**Task**:
Read the lines below, and copy any that contain the string "Router".

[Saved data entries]

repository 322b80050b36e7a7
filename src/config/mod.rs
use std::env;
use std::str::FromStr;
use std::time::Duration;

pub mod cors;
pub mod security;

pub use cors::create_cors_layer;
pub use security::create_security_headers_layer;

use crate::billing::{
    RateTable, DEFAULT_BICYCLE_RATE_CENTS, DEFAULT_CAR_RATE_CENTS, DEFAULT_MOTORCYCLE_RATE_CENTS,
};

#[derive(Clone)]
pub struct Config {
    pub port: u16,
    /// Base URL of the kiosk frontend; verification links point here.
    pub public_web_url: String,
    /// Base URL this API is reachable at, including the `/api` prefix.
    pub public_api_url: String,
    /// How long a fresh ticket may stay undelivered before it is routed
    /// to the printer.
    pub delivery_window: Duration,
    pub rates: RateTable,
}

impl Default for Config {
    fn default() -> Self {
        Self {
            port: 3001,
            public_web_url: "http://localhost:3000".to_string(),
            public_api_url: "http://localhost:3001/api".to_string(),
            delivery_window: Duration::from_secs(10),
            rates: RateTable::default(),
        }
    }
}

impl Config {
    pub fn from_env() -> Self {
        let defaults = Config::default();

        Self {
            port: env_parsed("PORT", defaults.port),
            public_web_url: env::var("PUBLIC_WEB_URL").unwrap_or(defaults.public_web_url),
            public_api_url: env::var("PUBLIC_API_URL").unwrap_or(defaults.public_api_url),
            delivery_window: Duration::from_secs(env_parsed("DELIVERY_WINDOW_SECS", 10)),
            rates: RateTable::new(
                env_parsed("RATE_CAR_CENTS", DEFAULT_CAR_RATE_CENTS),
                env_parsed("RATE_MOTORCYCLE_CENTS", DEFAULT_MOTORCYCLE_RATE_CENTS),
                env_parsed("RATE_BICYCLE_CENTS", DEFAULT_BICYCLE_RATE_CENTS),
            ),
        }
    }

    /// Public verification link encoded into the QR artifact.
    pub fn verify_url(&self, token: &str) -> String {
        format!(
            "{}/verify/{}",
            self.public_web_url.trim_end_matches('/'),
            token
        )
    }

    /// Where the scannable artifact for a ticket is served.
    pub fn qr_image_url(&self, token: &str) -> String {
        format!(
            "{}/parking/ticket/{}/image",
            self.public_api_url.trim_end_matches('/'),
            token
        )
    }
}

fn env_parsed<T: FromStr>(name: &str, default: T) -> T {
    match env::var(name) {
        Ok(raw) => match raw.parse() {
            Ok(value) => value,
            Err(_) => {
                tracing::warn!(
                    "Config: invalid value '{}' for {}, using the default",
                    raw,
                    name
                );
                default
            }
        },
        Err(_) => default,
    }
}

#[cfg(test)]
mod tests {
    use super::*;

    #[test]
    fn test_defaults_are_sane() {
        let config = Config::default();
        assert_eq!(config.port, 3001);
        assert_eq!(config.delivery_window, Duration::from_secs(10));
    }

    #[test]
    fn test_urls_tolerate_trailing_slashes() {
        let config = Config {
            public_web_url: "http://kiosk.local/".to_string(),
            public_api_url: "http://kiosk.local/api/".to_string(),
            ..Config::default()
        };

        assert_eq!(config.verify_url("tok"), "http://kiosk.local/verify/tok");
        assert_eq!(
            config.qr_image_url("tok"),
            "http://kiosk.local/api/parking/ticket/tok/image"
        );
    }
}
...
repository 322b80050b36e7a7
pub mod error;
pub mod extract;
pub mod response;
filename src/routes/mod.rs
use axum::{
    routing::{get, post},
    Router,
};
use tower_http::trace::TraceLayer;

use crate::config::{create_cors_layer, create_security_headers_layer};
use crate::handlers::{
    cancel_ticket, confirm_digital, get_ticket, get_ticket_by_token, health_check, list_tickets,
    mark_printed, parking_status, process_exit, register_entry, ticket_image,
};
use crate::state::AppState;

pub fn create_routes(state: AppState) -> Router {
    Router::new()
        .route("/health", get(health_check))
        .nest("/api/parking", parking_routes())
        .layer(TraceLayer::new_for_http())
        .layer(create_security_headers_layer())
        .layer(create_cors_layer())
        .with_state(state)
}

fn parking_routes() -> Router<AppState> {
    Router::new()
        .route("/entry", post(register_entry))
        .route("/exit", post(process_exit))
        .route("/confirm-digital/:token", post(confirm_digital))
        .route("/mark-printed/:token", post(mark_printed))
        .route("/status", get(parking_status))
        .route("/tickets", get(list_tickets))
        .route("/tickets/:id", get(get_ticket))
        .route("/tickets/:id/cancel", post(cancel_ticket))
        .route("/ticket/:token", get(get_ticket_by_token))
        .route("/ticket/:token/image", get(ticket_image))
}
* * *
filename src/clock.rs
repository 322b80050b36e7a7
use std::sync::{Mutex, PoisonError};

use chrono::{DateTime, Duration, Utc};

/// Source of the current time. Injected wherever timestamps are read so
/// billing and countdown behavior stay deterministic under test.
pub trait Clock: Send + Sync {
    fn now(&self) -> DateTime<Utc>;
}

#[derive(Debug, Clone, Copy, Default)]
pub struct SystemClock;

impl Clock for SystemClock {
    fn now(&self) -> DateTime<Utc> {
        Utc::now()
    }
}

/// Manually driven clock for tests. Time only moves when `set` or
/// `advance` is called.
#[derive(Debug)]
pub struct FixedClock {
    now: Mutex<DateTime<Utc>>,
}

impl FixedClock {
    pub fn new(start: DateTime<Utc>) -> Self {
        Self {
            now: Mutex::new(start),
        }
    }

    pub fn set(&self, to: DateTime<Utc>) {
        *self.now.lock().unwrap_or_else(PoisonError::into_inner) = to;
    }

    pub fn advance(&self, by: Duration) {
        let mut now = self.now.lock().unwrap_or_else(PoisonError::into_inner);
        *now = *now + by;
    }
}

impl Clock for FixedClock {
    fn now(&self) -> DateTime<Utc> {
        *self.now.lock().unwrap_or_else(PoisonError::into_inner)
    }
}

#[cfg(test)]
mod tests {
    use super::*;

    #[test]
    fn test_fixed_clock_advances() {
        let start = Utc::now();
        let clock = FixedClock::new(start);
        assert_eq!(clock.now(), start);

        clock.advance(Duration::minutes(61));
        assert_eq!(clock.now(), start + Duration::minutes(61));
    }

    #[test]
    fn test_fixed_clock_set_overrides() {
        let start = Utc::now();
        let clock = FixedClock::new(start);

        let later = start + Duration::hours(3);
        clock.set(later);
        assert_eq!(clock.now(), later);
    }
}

**Task result**:
    Router,
pub fn create_routes(state: AppState) -> Router {
    Router::new()
fn parking_routes() -> Router<AppState> {
    Router::new()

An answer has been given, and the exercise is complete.